» **Directions**: The records below should be written out again, exactly.

(Stored data entries)
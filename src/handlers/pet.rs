//! Pet handlers, nested under an owner.

use super::owner::load_owner;
use crate::error::AppError;
use crate::extractors::RequestLocale;
use crate::i18n::Locale;
use crate::model::{Owner, Pet, PetType};
use crate::response::{found, render};
use crate::service::{FieldErrors, FormValidator, PetForm};
use crate::state::AppState;
use crate::views::PetFormPage;
use axum::{
    extract::{Path, State},
    response::{IntoResponse, Response},
    Form,
};

pub(crate) fn find_pet(owner: &Owner, pet_id: i32) -> Result<Pet, AppError> {
    owner
        .pet(pet_id)
        .cloned()
        .ok_or_else(|| AppError::NotFound(format!("Pet not found with id: {}", pet_id)))
}

fn type_names(types: &[PetType]) -> Vec<String> {
    types.iter().map(|t| t.name.clone()).collect()
}

fn today() -> chrono::NaiveDate {
    chrono::Local::now().date_naive()
}

pub async fn init_creation_form(
    State(state): State<AppState>,
    RequestLocale(locale): RequestLocale,
    Path(owner_id): Path<i32>,
) -> Result<Response, AppError> {
    let owner = load_owner(&state, owner_id).await?;
    let types = state.store.find_pet_types().await?;
    let page = PetFormPage::new(&owner, &Pet::default(), type_names(&types), &FieldErrors::default(), locale);
    Ok(render(&page)?.into_response())
}

pub async fn process_creation_form(
    State(state): State<AppState>,
    RequestLocale(locale): RequestLocale,
    Path(owner_id): Path<i32>,
    Form(form): Form<PetForm>,
) -> Result<Response, AppError> {
    let owner = load_owner(&state, owner_id).await?;
    save_or_reshow(&state, locale, owner, Pet::default(), form).await
}

pub async fn init_update_form(
    State(state): State<AppState>,
    RequestLocale(locale): RequestLocale,
    Path((owner_id, pet_id)): Path<(i32, i32)>,
) -> Result<Response, AppError> {
    let owner = load_owner(&state, owner_id).await?;
    let pet = find_pet(&owner, pet_id)?;
    let types = state.store.find_pet_types().await?;
    let page = PetFormPage::new(&owner, &pet, type_names(&types), &FieldErrors::default(), locale);
    Ok(render(&page)?.into_response())
}

pub async fn process_update_form(
    State(state): State<AppState>,
    RequestLocale(locale): RequestLocale,
    Path((owner_id, pet_id)): Path<(i32, i32)>,
    Form(form): Form<PetForm>,
) -> Result<Response, AppError> {
    let owner = load_owner(&state, owner_id).await?;
    let pet = find_pet(&owner, pet_id)?;
    save_or_reshow(&state, locale, owner, pet, form).await
}

async fn save_or_reshow(
    state: &AppState,
    locale: Locale,
    owner: Owner,
    base: Pet,
    form: PetForm,
) -> Result<Response, AppError> {
    let types = state.store.find_pet_types().await?;
    let mut errors = FieldErrors::default();
    let mut pet = form.apply(base, &types, &mut errors);
    errors.merge(FormValidator::pet(&owner, &pet, today()));
    if !errors.is_empty() {
        let page = PetFormPage::new(&owner, &pet, type_names(&types), &errors, locale);
        return Ok(render(&page)?.into_response());
    }

    let owner_id = owner.id.unwrap_or_default();
    let is_new = pet.id.is_none();
    state.store.save_pet(owner_id, &mut pet).await?;
    tracing::info!(owner_id, pet_id = pet.id.unwrap_or_default(), is_new, "pet saved");
    Ok(found(format!("/owners/{}", owner_id)))
}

» **Result for this exercise**:
filename src/handlers/pet.rs
//! Pet handlers, nested under an owner.

use super::owner::load_owner;
use crate::error::AppError;
use crate::extractors::RequestLocale;
use crate::i18n::Locale;
use crate::model::{Owner, Pet, PetType};
use crate::response::{found, render};
use crate::service::{FieldErrors, FormValidator, PetForm};
use crate::state::AppState;
use crate::views::PetFormPage;
use axum::{
    extract::{Path, State},
    response::{IntoResponse, Response},
    Form,
};

pub(crate) fn find_pet(owner: &Owner, pet_id: i32) -> Result<Pet, AppError> {
    owner
        .pet(pet_id)
        .cloned()
        .ok_or_else(|| AppError::NotFound(format!("Pet not found with id: {}", pet_id)))
}

fn type_names(types: &[PetType]) -> Vec<String> {
    types.iter().map(|t| t.name.clone()).collect()
}

fn today() -> chrono::NaiveDate {
    chrono::Local::now().date_naive()
}

pub async fn init_creation_form(
    State(state): State<AppState>,
    RequestLocale(locale): RequestLocale,
    Path(owner_id): Path<i32>,
) -> Result<Response, AppError> {
    let owner = load_owner(&state, owner_id).await?;
    let types = state.store.find_pet_types().await?;
    let page = PetFormPage::new(&owner, &Pet::default(), type_names(&types), &FieldErrors::default(), locale);
    Ok(render(&page)?.into_response())
}

pub async fn process_creation_form(
    State(state): State<AppState>,
    RequestLocale(locale): RequestLocale,
    Path(owner_id): Path<i32>,
    Form(form): Form<PetForm>,
) -> Result<Response, AppError> {
    let owner = load_owner(&state, owner_id).await?;
    save_or_reshow(&state, locale, owner, Pet::default(), form).await
}

pub async fn init_update_form(
    State(state): State<AppState>,
    RequestLocale(locale): RequestLocale,
    Path((owner_id, pet_id)): Path<(i32, i32)>,
) -> Result<Response, AppError> {
    let owner = load_owner(&state, owner_id).await?;
    let pet = find_pet(&owner, pet_id)?;
    let types = state.store.find_pet_types().await?;
    let page = PetFormPage::new(&owner, &pet, type_names(&types), &FieldErrors::default(), locale);
    Ok(render(&page)?.into_response())
}

pub async fn process_update_form(
    State(state): State<AppState>,
    RequestLocale(locale): RequestLocale,
    Path((owner_id, pet_id)): Path<(i32, i32)>,
    Form(form): Form<PetForm>,
) -> Result<Response, AppError> {
    let owner = load_owner(&state, owner_id).await?;
    let pet = find_pet(&owner, pet_id)?;
    save_or_reshow(&state, locale, owner, pet, form).await
}

async fn save_or_reshow(
    state: &AppState,
    locale: Locale,
    owner: Owner,
    base: Pet,
    form: PetForm,
) -> Result<Response, AppError> {
    let types = state.store.find_pet_types().await?;
    let mut errors = FieldErrors::default();
    let mut pet = form.apply(base, &types, &mut errors);
    errors.merge(FormValidator::pet(&owner, &pet, today()));
    if !errors.is_empty() {
        let page = PetFormPage::new(&owner, &pet, type_names(&types), &errors, locale);
        return Ok(render(&page)?.into_response());
    }

    let owner_id = owner.id.unwrap_or_default();
    let is_new = pet.id.is_none();
    state.store.save_pet(owner_id, &mut pet).await?;
    tracing::info!(owner_id, pet_id = pet.id.unwrap_or_default(), is_new, "pet saved");
    Ok(found(format!("/owners/{}", owner_id)))
}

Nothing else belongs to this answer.